En préparation de la table ronde ESPCI/ Espace Pierre-Gilles de Gennes de lundi 11 mai 2015, j'ai relu l'intéressant Livre Blanc Pour une meilleure visibilité de la recherche française, d'Antoine Blanchard et Elifsu Sabuncu, de 2e Labo (mars 2015)1. La démarche même en est intéressante, un « livre blanc » fait par deux personnes (compétentes, associées dans leur entreprise 2e Labo), de manière indépendante de toute institution, mis à disposition gratuitement et soumis à la discussion (ce 11 mai) : je ne crois pas avoir déjà vu cela dans ma carrière administrativo-universitaire – et ça change, à la fois par le style enlevé2 et par le contenu, de nombre de rapports publics souvent assez creux. L'inclusion, à la fin du rapport, de commentaires qui ont été faits aux auteurs – dont certains critiques –, suite à leur tribune dans Le Monde du 2 décembre 2013, dénote aussi une démarche originale et contributive, de manière effective et pas seulement dans les discours.

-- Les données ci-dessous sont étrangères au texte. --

//! API error types and HTTP response mapping.
//!
//! Error responses are plain text of the form
//! `"{status text}\n\n{message}"`; clients parse the status code, humans
//! read the body.

use axum::http::StatusCode;
use axum::response::{IntoResponse, Response};

/// API result type.
pub type ApiResult<T> = Result<T, ApiError>;

/// HTTP API error.
#[derive(Debug)]
pub struct ApiError {
    status: StatusCode,
    message: String,
}

impl ApiError {
    /// Returns an error response for invalid input.
    pub fn bad_request(message: impl Into<String>) -> Self {
        Self::new(StatusCode::BAD_REQUEST, message)
    }

    /// Returns an error response for missing resources.
    pub fn not_found(message: impl Into<String>) -> Self {
        Self::new(StatusCode::NOT_FOUND, message)
    }

    /// Returns an internal error response.
    pub fn internal(message: impl Into<String>) -> Self {
        Self::new(StatusCode::INTERNAL_SERVER_ERROR, message)
    }

    /// Returns the HTTP status code for this error.
    #[must_use]
    pub const fn status(&self) -> StatusCode {
        self.status
    }

    /// Returns the human-readable error message.
    #[must_use]
    pub fn message(&self) -> &str {
        &self.message
    }

    fn new(status: StatusCode, message: impl Into<String>) -> Self {
        Self {
            status,
            message: message.into(),
        }
    }
}

impl IntoResponse for ApiError {
    fn into_response(self) -> Response {
        let status_text = self.status.canonical_reason().unwrap_or("Error");
        (self.status, format!("{status_text}\n\n{}", self.message)).into_response()
    }
}

impl From<reef_inventory::Error> for ApiError {
    fn from(value: reef_inventory::Error) -> Self {
        match &value {
            reef_inventory::Error::NotFound { .. } => Self::not_found(value.to_string()),
            reef_inventory::Error::InvalidInput { .. } => Self::bad_request(value.to_string()),
            reef_inventory::Error::InvalidStatusTransition { .. }
            | reef_inventory::Error::Storage { .. } => Self::internal(value.to_string()),
        }
    }
}

impl From<reef_scheduler::Error> for ApiError {
    fn from(value: reef_scheduler::Error) -> Self {
        match &value {
            reef_scheduler::Error::NotFound { .. }
            | reef_scheduler::Error::OperationNotFound { .. } => {
                Self::not_found(value.to_string())
            }
            reef_scheduler::Error::Inventory(inner) => match inner {
                reef_inventory::Error::NotFound { .. } => Self::not_found(value.to_string()),
                reef_inventory::Error::InvalidInput { .. } => Self::bad_request(value.to_string()),
                _ => Self::internal(value.to_string()),
            },
            _ => Self::internal(value.to_string()),
        }
    }
}
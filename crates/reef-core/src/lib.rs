//! # reef-core
//!
//! Shared foundation for the reef cluster reconciler:
//!
//! - **Typed identifiers**: ULID-backed IDs for reconciliations and operations
//! - **Observability**: logging bootstrap and span constructors
//! - **Retry**: a cancellation-aware retry capability used by long-running workers
//!
//! This crate deliberately contains no domain logic; the inventory, scheduler,
//! and reconciler crates build on it.

#![deny(missing_docs)]

pub mod error;
pub mod id;
pub mod observability;
pub mod retry;

pub use error::{Error, Result};
pub use id::{CorrelationId, SchedulingId};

Un premier point à noter est la focalisation sur les « données récoltées par les administrateurs de la recherche » (type ANR), et non les données de recherche elles-mêmes (qui sont un autre sujet, me semble-t-il)3. Les auteurs estiment qu'elles constituent les meilleures métadonnées possibles pour analyser l'ensemble de la recherche française, et déplorent qu'elles soient (notamment via l'ANR) difficilement accessibles (parfois dans des documents téléchargeables... en PDF!), pas assez détaillées, pas assez standardisées. Bref, on serait loin de l'Open Data, prôné notamment par la nouvelle structure publique qu'est Etalab – et loin de ce qu'a fait par exemple une institution culturelle, la BnF, avec son excellent portail de données data.bnf.fr.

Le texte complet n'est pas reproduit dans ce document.